13. In view of the law laid down, we are of the view that the sentence hearing and award of sentence could not have been made by the learned Trial Court on 10.12.2015. The Trial Courts should also ensure that the conviction order and the date of sentence hearing should not be on the same day. A future date should be fixed for hearing on the sentence to be awarded. In view of the submission made by the learned Public Prosecutor that the mistake could have been due to some typographical errors, we deem it proper to remand the case back to the learned Trial Court to have a sentence hearing by fixing a date after receipt of the LCRs. Accordingly, without going into the merit of the case, we remand the case back to the learned Trial Court to make a correction to the dates of issuance of the impugned judgment and order as reflected in the first page and the last page of the impugned judgment and order.
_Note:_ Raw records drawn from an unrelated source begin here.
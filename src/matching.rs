//! Lesson to video file matching
//!
//! Greedy, single-pass assignment: lessons are visited in curriculum order and
//! each one claims the closest remaining file within the duration tolerance.
//! Earlier lessons have first claim; earlier bindings are never revisited.

use serde::{Deserialize, Serialize};
use std::collections::HashMap;
use tracing::{debug, info, warn};

use crate::curriculum::FlatLesson;
use crate::duration::format_seconds;
use crate::similarity::title_distance;
use crate::video::LocalVideoFile;

/// Maximum duration delta (seconds) for a lesson and a file to match
pub const MATCH_TOLERANCE_SECS: u64 = 1;

/// A lesson bound to a local file
#[derive(Debug, Clone, Serialize, Deserialize, PartialEq)]
pub struct MatchedPair {
    pub section_index: usize,
    pub lesson_index: usize,
    pub lesson_title: String,
    pub file_name: String,
    pub duration_delta: u64,
}

/// Pool of match candidates with exclusive claiming
#[derive(Debug)]
pub struct CandidatePool {
    candidates: Vec<LocalVideoFile>,
    claimed: Vec<bool>,
}

impl CandidatePool {
    /// Build a pool from probed files; unusable files never become candidates
    pub fn new(files: Vec<LocalVideoFile>) -> Self {
        let candidates: Vec<LocalVideoFile> = files.into_iter().filter(|f| f.is_usable()).collect();
        let claimed = vec![false; candidates.len()];
        Self { candidates, claimed }
    }

    /// Candidates that have not been claimed yet, in scan order
    pub fn available(&self) -> impl Iterator<Item = (usize, &LocalVideoFile)> {
        self.candidates
            .iter()
            .enumerate()
            .filter(move |(index, _)| !self.claimed[*index])
    }

    /// Claim a candidate. Returns `None` if it was already claimed or does not exist.
    pub fn claim(&mut self, index: usize) -> Option<&LocalVideoFile> {
        match self.claimed.get_mut(index) {
            Some(claimed) if !*claimed => {
                *claimed = true;
                self.candidates.get(index)
            }
            _ => None,
        }
    }

    pub fn get(&self, index: usize) -> Option<&LocalVideoFile> {
        self.candidates.get(index)
    }

    pub fn len(&self) -> usize {
        self.candidates.len()
    }

    pub fn is_empty(&self) -> bool {
        self.candidates.is_empty()
    }

    pub fn remaining(&self) -> usize {
        self.claimed.iter().filter(|c| !**c).count()
    }
}

/// Result of a matching run
#[derive(Debug, Clone, Default)]
pub struct MatchOutcome {
    matches: HashMap<(usize, usize), MatchedPair>,
    order: Vec<(usize, usize)>,
    unmatched: Vec<FlatLesson>,
}

impl MatchOutcome {
    /// Match bound to the lesson at `(section_index, lesson_index)`
    pub fn matched(&self, section_index: usize, lesson_index: usize) -> Option<&MatchedPair> {
        self.matches.get(&(section_index, lesson_index))
    }

    /// All matches in traversal order
    pub fn pairs(&self) -> impl Iterator<Item = &MatchedPair> {
        self.order.iter().filter_map(|key| self.matches.get(key))
    }

    pub fn unmatched(&self) -> &[FlatLesson] {
        &self.unmatched
    }

    pub fn matched_count(&self) -> usize {
        self.matches.len()
    }

    /// Number of distinct sections with at least one match
    pub fn sections_with_a_match(&self) -> usize {
        let mut sections: Vec<usize> = self.matches.keys().map(|(section, _)| *section).collect();
        sections.sort_unstable();
        sections.dedup();
        sections.len()
    }
}

struct Best {
    index: usize,
    diff: u64,
    distance: Option<usize>,
}

/// Greedy duration matcher with a title tie-break
#[derive(Debug, Default)]
pub struct MatchEngine;

impl MatchEngine {
    pub fn new() -> Self {
        Self
    }

    /// Match lessons (already in traversal order) against the probed files
    pub fn run(&self, lessons: &[FlatLesson], files: Vec<LocalVideoFile>) -> MatchOutcome {
        let mut pool = CandidatePool::new(files);
        let mut outcome = MatchOutcome::default();

        info!("🔗 Matching {} lessons against {} candidate files", lessons.len(), pool.len());

        for lesson in lessons {
            let Some(best) = self.find_best(lesson, &pool) else {
                debug!(
                    "No file within {}s of '{}' ({})",
                    MATCH_TOLERANCE_SECS,
                    lesson.title,
                    format_seconds(lesson.duration_seconds)
                );
                outcome.unmatched.push(lesson.clone());
                continue;
            };

            let Some(file_name) = pool.claim(best.index).map(|file| file.file_name.clone()) else {
                outcome.unmatched.push(lesson.clone());
                continue;
            };

            if lesson.duration_seconds == 0 {
                warn!("⚠️ Lesson '{}' has no parseable duration but matched {}", lesson.title, file_name);
            }

            debug!("✅ '{}' -> {} (Δ{}s)", lesson.title, file_name, best.diff);

            let key = (lesson.section_index, lesson.lesson_index);
            outcome.order.push(key);
            outcome.matches.insert(
                key,
                MatchedPair {
                    section_index: lesson.section_index,
                    lesson_index: lesson.lesson_index,
                    lesson_title: lesson.title.clone(),
                    file_name,
                    duration_delta: best.diff,
                },
            );
        }

        info!(
            "🔗 Matched {} lessons, {} unmatched, {} files left over",
            outcome.matched_count(),
            outcome.unmatched.len(),
            pool.remaining()
        );

        outcome
    }

    /// Scan unclaimed candidates in order and pick the best one for `lesson`.
    ///
    /// Smallest duration delta wins; an equal delta goes to the smaller title
    /// edit distance; a further tie keeps the earlier candidate.
    fn find_best(&self, lesson: &FlatLesson, pool: &CandidatePool) -> Option<Best> {
        let mut best: Option<Best> = None;

        for (index, candidate) in pool.available() {
            let diff = lesson.duration_seconds.abs_diff(candidate.duration_seconds);
            if diff > MATCH_TOLERANCE_SECS {
                continue;
            }

            match &mut best {
                None => {
                    best = Some(Best {
                        index,
                        diff,
                        distance: None,
                    });
                }
                Some(current) if diff < current.diff => {
                    *current = Best {
                        index,
                        diff,
                        distance: None,
                    };
                }
                Some(current) if diff == current.diff => {
                    let current_distance = match current.distance {
                        Some(distance) => distance,
                        None => {
                            let file_name = pool.get(current.index).map(|f| f.file_name.as_str()).unwrap_or_default();
                            title_distance(file_name, &lesson.title)
                        }
                    };
                    current.distance = Some(current_distance);

                    let distance = title_distance(&candidate.file_name, &lesson.title);
                    if distance < current_distance {
                        *current = Best {
                            index,
                            diff,
                            distance: Some(distance),
                        };
                    }
                }
                Some(_) => {}
            }
        }

        best
    }
}

#[cfg(test)]
mod tests {
    use super::*;
    use std::path::PathBuf;

    fn lesson(section_index: usize, lesson_index: usize, title: &str, seconds: u64) -> FlatLesson {
        FlatLesson {
            section_index,
            lesson_index,
            title: title.to_string(),
            raw_duration: String::new(),
            duration_seconds: seconds,
        }
    }

    fn file(name: &str, seconds: u64) -> LocalVideoFile {
        LocalVideoFile {
            file_name: name.to_string(),
            path: PathBuf::from(name),
            duration_seconds: seconds,
            probe_error: None,
        }
    }

    #[test]
    fn test_pool_claim_is_exclusive() {
        let mut pool = CandidatePool::new(vec![file("a.mp4", 10), file("b.mp4", 20)]);
        assert_eq!(pool.claim(0).map(|f| f.file_name.as_str()), Some("a.mp4"));
        assert!(pool.claim(0).is_none());
        assert!(pool.claim(5).is_none());
        assert_eq!(pool.remaining(), 1);
        assert_eq!(pool.available().map(|(i, _)| i).collect::<Vec<_>>(), vec![1]);
    }

    #[test]
    fn test_pool_excludes_unusable_files() {
        let mut broken = file("broken.mp4", 0);
        broken.probe_error = Some("probe failed".to_string());
        let pool = CandidatePool::new(vec![broken, file("zero.mp4", 0), file("ok.mp4", 5)]);
        assert_eq!(pool.len(), 1);
        assert_eq!(pool.get(0).unwrap().file_name, "ok.mp4");
    }

    #[test]
    fn test_basic_matching() {
        let lessons = vec![lesson(0, 0, "Welcome", 600), lesson(0, 1, "Setup", 300)];
        let outcome = MatchEngine::new().run(&lessons, vec![file("a.mp4", 600), file("b.mp4", 300)]);

        assert_eq!(outcome.matched(0, 0).unwrap().file_name, "a.mp4");
        assert_eq!(outcome.matched(0, 1).unwrap().file_name, "b.mp4");
        assert!(outcome.unmatched().is_empty());
        assert_eq!(outcome.sections_with_a_match(), 1);
    }

    #[test]
    fn test_tolerance_is_one_second() {
        let lessons = vec![lesson(0, 0, "A", 100), lesson(0, 1, "B", 200)];
        let outcome = MatchEngine::new().run(&lessons, vec![file("a.mp4", 101), file("b.mp4", 202)]);

        assert_eq!(outcome.matched(0, 0).unwrap().duration_delta, 1);
        assert!(outcome.matched(0, 1).is_none());
        assert_eq!(outcome.unmatched().len(), 1);
        assert_eq!(outcome.unmatched()[0].title, "B");
    }

    #[test]
    fn test_smaller_delta_wins() {
        let lessons = vec![lesson(0, 0, "A", 100)];
        let outcome = MatchEngine::new().run(&lessons, vec![file("x.mp4", 101), file("y.mp4", 100)]);
        assert_eq!(outcome.matched(0, 0).unwrap().file_name, "y.mp4");
    }

    #[test]
    fn test_tie_broken_by_title_distance() {
        let lessons = vec![lesson(0, 0, "Ownership Basics", 300)];
        let files = vec![file("Closures.mp4", 300), file("ownership basics.mp4", 300)];
        let outcome = MatchEngine::new().run(&lessons, files);
        assert_eq!(outcome.matched(0, 0).unwrap().file_name, "ownership basics.mp4");
    }

    #[test]
    fn test_full_tie_keeps_first_scanned() {
        let lessons = vec![lesson(0, 0, "zz", 300)];
        let files = vec![file("ab.mp4", 300), file("cd.mp4", 300)];
        let outcome = MatchEngine::new().run(&lessons, files);
        assert_eq!(outcome.matched(0, 0).unwrap().file_name, "ab.mp4");
    }

    #[test]
    fn test_earlier_lesson_has_first_claim() {
        let lessons = vec![lesson(0, 0, "First", 300), lesson(1, 0, "Second", 300)];
        let outcome = MatchEngine::new().run(&lessons, vec![file("Second.mp4", 300)]);

        assert_eq!(outcome.matched(0, 0).unwrap().file_name, "Second.mp4");
        assert!(outcome.matched(1, 0).is_none());
    }

    #[test]
    fn test_pairing_is_injective_and_within_tolerance() {
        let lessons: Vec<FlatLesson> = (0..20).map(|i| lesson(i / 5, i % 5, "L", 60 + (i as u64 % 4))).collect();
        let files: Vec<LocalVideoFile> = (0..12).map(|i| file(&format!("f{:02}.mp4", i), 60 + (i as u64 % 6))).collect();
        let durations: HashMap<String, u64> = files.iter().map(|f| (f.file_name.clone(), f.duration_seconds)).collect();

        let outcome = MatchEngine::new().run(&lessons, files);

        let mut seen = std::collections::HashSet::new();
        for pair in outcome.pairs() {
            assert!(seen.insert(pair.file_name.clone()), "file bound twice: {}", pair.file_name);
            let lesson = lessons
                .iter()
                .find(|l| l.section_index == pair.section_index && l.lesson_index == pair.lesson_index)
                .unwrap();
            assert!(lesson.duration_seconds.abs_diff(durations[&pair.file_name]) <= MATCH_TOLERANCE_SECS);
        }
        assert_eq!(outcome.matched_count() + outcome.unmatched().len(), lessons.len());
    }

    #[test]
    fn test_every_lesson_lands_in_matched_or_unmatched() {
        let lessons = vec![
            lesson(0, 0, "First", 90),
            lesson(0, 1, "Second", 90),
            lesson(1, 0, "Third", 90),
        ];
        let mut broken = file("broken.mp4", 0);
        broken.probe_error = Some("exit 1".to_string());

        let outcome = MatchEngine::new().run(&lessons, vec![broken, file("only.mp4", 90)]);

        assert_eq!(outcome.matched_count(), 1);
        assert_eq!(outcome.matched(0, 0).unwrap().file_name, "only.mp4");
        let unmatched: Vec<&str> = outcome.unmatched().iter().map(|l| l.title.as_str()).collect();
        assert_eq!(unmatched, vec!["Second", "Third"]);
        assert_eq!(outcome.matched_count() + outcome.unmatched().len(), lessons.len());
    }

    #[test]
    fn test_zero_duration_lesson_matches_one_second_file() {
        let lessons = vec![lesson(0, 0, "Unknown", 0)];
        let outcome = MatchEngine::new().run(&lessons, vec![file("blip.mp4", 1)]);
        assert_eq!(outcome.matched(0, 0).unwrap().file_name, "blip.mp4");
    }

    #[test]
    fn test_pairs_follow_traversal_order() {
        let lessons = vec![lesson(0, 0, "A", 10), lesson(0, 1, "B", 20), lesson(1, 0, "C", 30)];
        let files = vec![file("c.mp4", 30), file("b.mp4", 20), file("a.mp4", 10)];
        let outcome = MatchEngine::new().run(&lessons, files);
        let names: Vec<&str> = outcome.pairs().map(|p| p.file_name.as_str()).collect();
        assert_eq!(names, vec!["a.mp4", "b.mp4", "c.mp4"]);
    }
}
Thereafter, the learned Trial Court shall fix a date for sentence hearing and pass necessary orders as it deem fit and proper. The entire exercise should be carried out within a period of 2 (two) months from the date of receipt of the LCRs. 14. Though the impugned judgment and order is not being set aside in the present case, however, the sentence order dated 10.12.2015 is set aside. 15. Send back the LCRs. 16. In appreciation of the assistance rendered by the learned Amicus Curiae Mr. J.C. Lalnunsanga, the fee of the Amicus Curiae is fixed at Rs. 9000/- (Rupees nine thousand), which shall be paid by the Mizoram State Legal Services Authority as per the Notification No. J.11013/1/2011-LJE dated 4.12.2014 issued by the Secretary to the Government of Mizoram, Law & Judicial Department and published in the Mizoram Gazette dated 5.12.2014.